American character actor (1912–1967)

Richard Jourdan "Dick" Reeves (August 10, 1912 - March 17, 1967) was an American character actor best known for playing henchmen and thugs. He performed in hundreds of film and television roles between the 1940s and 1960s.

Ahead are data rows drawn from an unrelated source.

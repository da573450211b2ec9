// Copyright (c) 2026 Robert L. Snyder, Sierra Vista, AZ
// Licensed under the MIT License. See LICENSE file in the project root for details.

//! Dominant color extraction for team logos.
//!
//! The logo is shrunk so its longer side is 100 px, every 10th pixel is
//! sampled, and exact RGB values are counted. Transparent (alpha < 128)
//! and near-black (r + g + b < 100) pixels are skipped.

use std::collections::HashMap;
use std::fmt;

use image::imageops::FilterType;
use tracing::debug;

use crate::error::{Result, SoundboardError};

/// Longest side of the image after shrinking
pub const SAMPLE_SIZE: u32 = 100;
/// Only every Nth pixel is counted
pub const PIXEL_STRIDE: usize = 10;
/// Number of colors a theme uses
pub const PALETTE_SIZE: usize = 3;

const MIN_ALPHA: u8 = 128;
const MIN_BRIGHTNESS: u32 = 100;

/// An opaque RGB color
#[derive(Debug, Clone, Copy, PartialEq, Eq, Hash)]
pub struct Rgb {
    /// Red
    pub r: u8,
    /// Green
    pub g: u8,
    /// Blue
    pub b: u8,
}

impl Rgb {
    /// Create a color
    pub const fn new(r: u8, g: u8, b: u8) -> Self {
        Self { r, g, b }
    }

    /// `#rrggbb`
    pub fn to_hex(&self) -> String {
        format!("#{:02x}{:02x}{:02x}", self.r, self.g, self.b)
    }
}

impl fmt::Display for Rgb {
    fn fmt(&self, f: &mut fmt::Formatter<'_>) -> fmt::Result {
        f.write_str(&self.to_hex())
    }
}

/// Most frequent colors in raw RGBA pixel data.
///
/// Ranked by count, ties broken by which color was seen first.
pub fn dominant_colors(rgba: &[u8], limit: usize) -> Vec<Rgb> {
    let mut counts: HashMap<Rgb, usize> = HashMap::new();
    let mut order: Vec<Rgb> = Vec::new();

    for pixel in rgba.chunks_exact(4).step_by(PIXEL_STRIDE) {
        let (r, g, b, a) = (pixel[0], pixel[1], pixel[2], pixel[3]);
        if a < MIN_ALPHA || (r as u32 + g as u32 + b as u32) < MIN_BRIGHTNESS {
            continue;
        }

        let color = Rgb::new(r, g, b);
        let count = counts.entry(color).or_insert(0);
        if *count == 0 {
            order.push(color);
        }
        *count += 1;
    }

    // Stable sort keeps first-seen order among equal counts
    order.sort_by(|a, b| counts[b].cmp(&counts[a]));
    order.truncate(limit);
    order
}

/// Decode an image and return up to three dominant colors
pub fn extract_palette(image_bytes: &[u8]) -> Result<Vec<Rgb>> {
    let img = image::load_from_memory(image_bytes)
        .map_err(|e| SoundboardError::InvalidInput(format!("could not decode image: {}", e)))?;

    let (width, height) = (img.width(), img.height());
    if width == 0 || height == 0 {
        return Ok(Vec::new());
    }

    let ratio = f64::min(
        SAMPLE_SIZE as f64 / width as f64,
        SAMPLE_SIZE as f64 / height as f64,
    );
    let target_w = ((width as f64 * ratio) as u32).max(1);
    let target_h = ((height as f64 * ratio) as u32).max(1);

    let scaled = image::imageops::resize(&img.to_rgba8(), target_w, target_h, FilterType::Triangle);
    let colors = dominant_colors(scaled.as_raw(), PALETTE_SIZE);
    debug!(
        width,
        height,
        target_w,
        target_h,
        colors = colors.len(),
        "palette extracted"
    );
    Ok(colors)
}

#[cfg(test)]
mod tests {
    use super::*;

    fn pixels(colors: &[(u8, u8, u8, u8)]) -> Vec<u8> {
        // Each listed color lands on a sampled pixel, with filler in between
        let mut out = Vec::new();
        for &(r, g, b, a) in colors {
            out.extend_from_slice(&[r, g, b, a]);
            for _ in 1..PIXEL_STRIDE {
                out.extend_from_slice(&[255, 255, 255, 0]);
            }
        }
        out
    }

    #[test]
    fn test_rank_by_frequency() {
        let data = pixels(&[
            (200, 0, 0, 255),
            (0, 200, 0, 255),
            (0, 200, 0, 255),
            (0, 0, 200, 255),
            (0, 200, 0, 255),
            (0, 0, 200, 255),
        ]);
        let colors = dominant_colors(&data, 3);
        assert_eq!(
            colors,
            vec![Rgb::new(0, 200, 0), Rgb::new(0, 0, 200), Rgb::new(200, 0, 0)]
        );
    }

    #[test]
    fn test_ties_keep_first_seen_order() {
        let data = pixels(&[
            (10, 100, 100, 255),
            (100, 10, 100, 255),
            (100, 100, 10, 255),
        ]);
        let colors = dominant_colors(&data, 2);
        assert_eq!(colors, vec![Rgb::new(10, 100, 100), Rgb::new(100, 10, 100)]);
    }

    #[test]
    fn test_skips_transparent_and_dark() {
        let data = pixels(&[
            (255, 0, 0, 127),
            (30, 30, 30, 255),
            (40, 30, 30, 255),
            (50, 50, 50, 255),
        ]);
        let colors = dominant_colors(&data, 3);
        assert_eq!(colors, vec![Rgb::new(40, 30, 30), Rgb::new(50, 50, 50)]);
    }

    #[test]
    fn test_only_every_tenth_pixel_counts() {
        // Ten opaque red pixels: only the first is sampled
        let data: Vec<u8> = std::iter::repeat([255u8, 0, 0, 255])
            .take(10)
            .flatten()
            .collect();
        assert_eq!(dominant_colors(&data, 3), vec![Rgb::new(255, 0, 0)]);
    }

    #[test]
    fn test_hex() {
        assert_eq!(Rgb::new(0x66, 0x7e, 0xea).to_hex(), "#667eea");
        assert_eq!(Rgb::new(0, 0, 0).to_string(), "#000000");
    }

    #[test]
    fn test_extract_palette_from_png() {
        let mut img = image::RgbaImage::new(40, 20);
        for (x, _, pixel) in img.enumerate_pixels_mut() {
            *pixel = if x < 30 {
                image::Rgba([200, 40, 40, 255])
            } else {
                image::Rgba([40, 40, 200, 255])
            };
        }
        let mut bytes = Vec::new();
        img.write_to(&mut std::io::Cursor::new(&mut bytes), image::ImageFormat::Png)
            .unwrap();

        let colors = extract_palette(&bytes).unwrap();
        assert!(!colors.is_empty());
        assert!(colors.len() <= PALETTE_SIZE);
        assert_eq!(colors[0], Rgb::new(200, 40, 40));
    }

    #[test]
    fn test_extract_palette_rejects_garbage() {
        assert!(matches!(
            extract_palette(b"not an image").unwrap_err(),
            SoundboardError::InvalidInput(_)
        ));
    }
}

==Early life and film career==
Richard Jourdan Reeves grew up in an affluent section of Queens, New York, the elder of two children of bank executive Walter Reeves and his wife, the former Marie Titsink. He studied music in school; and then, at the age of 18, he worked as a seaman, spending much of his time in the 1930s aboard ships that plied the New York-Havana route. In April 1942, shortly after the United States entered World War II, Reeves enlisted in the U.S. Army and by war's end had risen to the rank of sergeant in the 1208 Service Command Unit. After the war, he resumed his efforts to get more film work as an actor in Los Angeles, where by the late 1940s and early 1950s he became a busy supporting player in various movie productions.

==Television==
Beginning in the early 1950s, Reeves began to perform on a variety of television series. His height, heavy build, and general "tough guy" appearance led to his being frequently cast as bullies, robbers, and mob enforcers in modern crime dramas, as well as in many Westerns and sitcoms. He, for example, portrayed those types of characters in five episodes of the Adventures of Superman between 1952 and 1956. (He was no relation to Superman star George Reeves, whose birth surname was Brewer.) Reeves appeared in scores of other series as well in the 1950s and 1960s, such as I Love Lucy, I Married Joan, Mr. Ed, The Roy Rogers Show, Four Star Playhouse, Batman, The Munsters, The Lone Ranger, Gunsmoke, Sugarfoot, Zorro, Maverick, Tales of Wells Fargo, Bat Masterson, Tombstone Territory, TV Reader's Digest, Date with the Angels.

In a 1958 episode entitled "Island In The Swamp" on the TV Western Maverick, Reeves breaks normal villain character, playing alongside Edgar Buchanan as leaders of a peaceful but eccentric cult of pirating immigrant smugglers who now run an island out of jurisdiction of the law. He appeared in S2 E15 of "Wanted:Dead or Alive" as Jenks in "Chain Gang" which aired 12/10/1959.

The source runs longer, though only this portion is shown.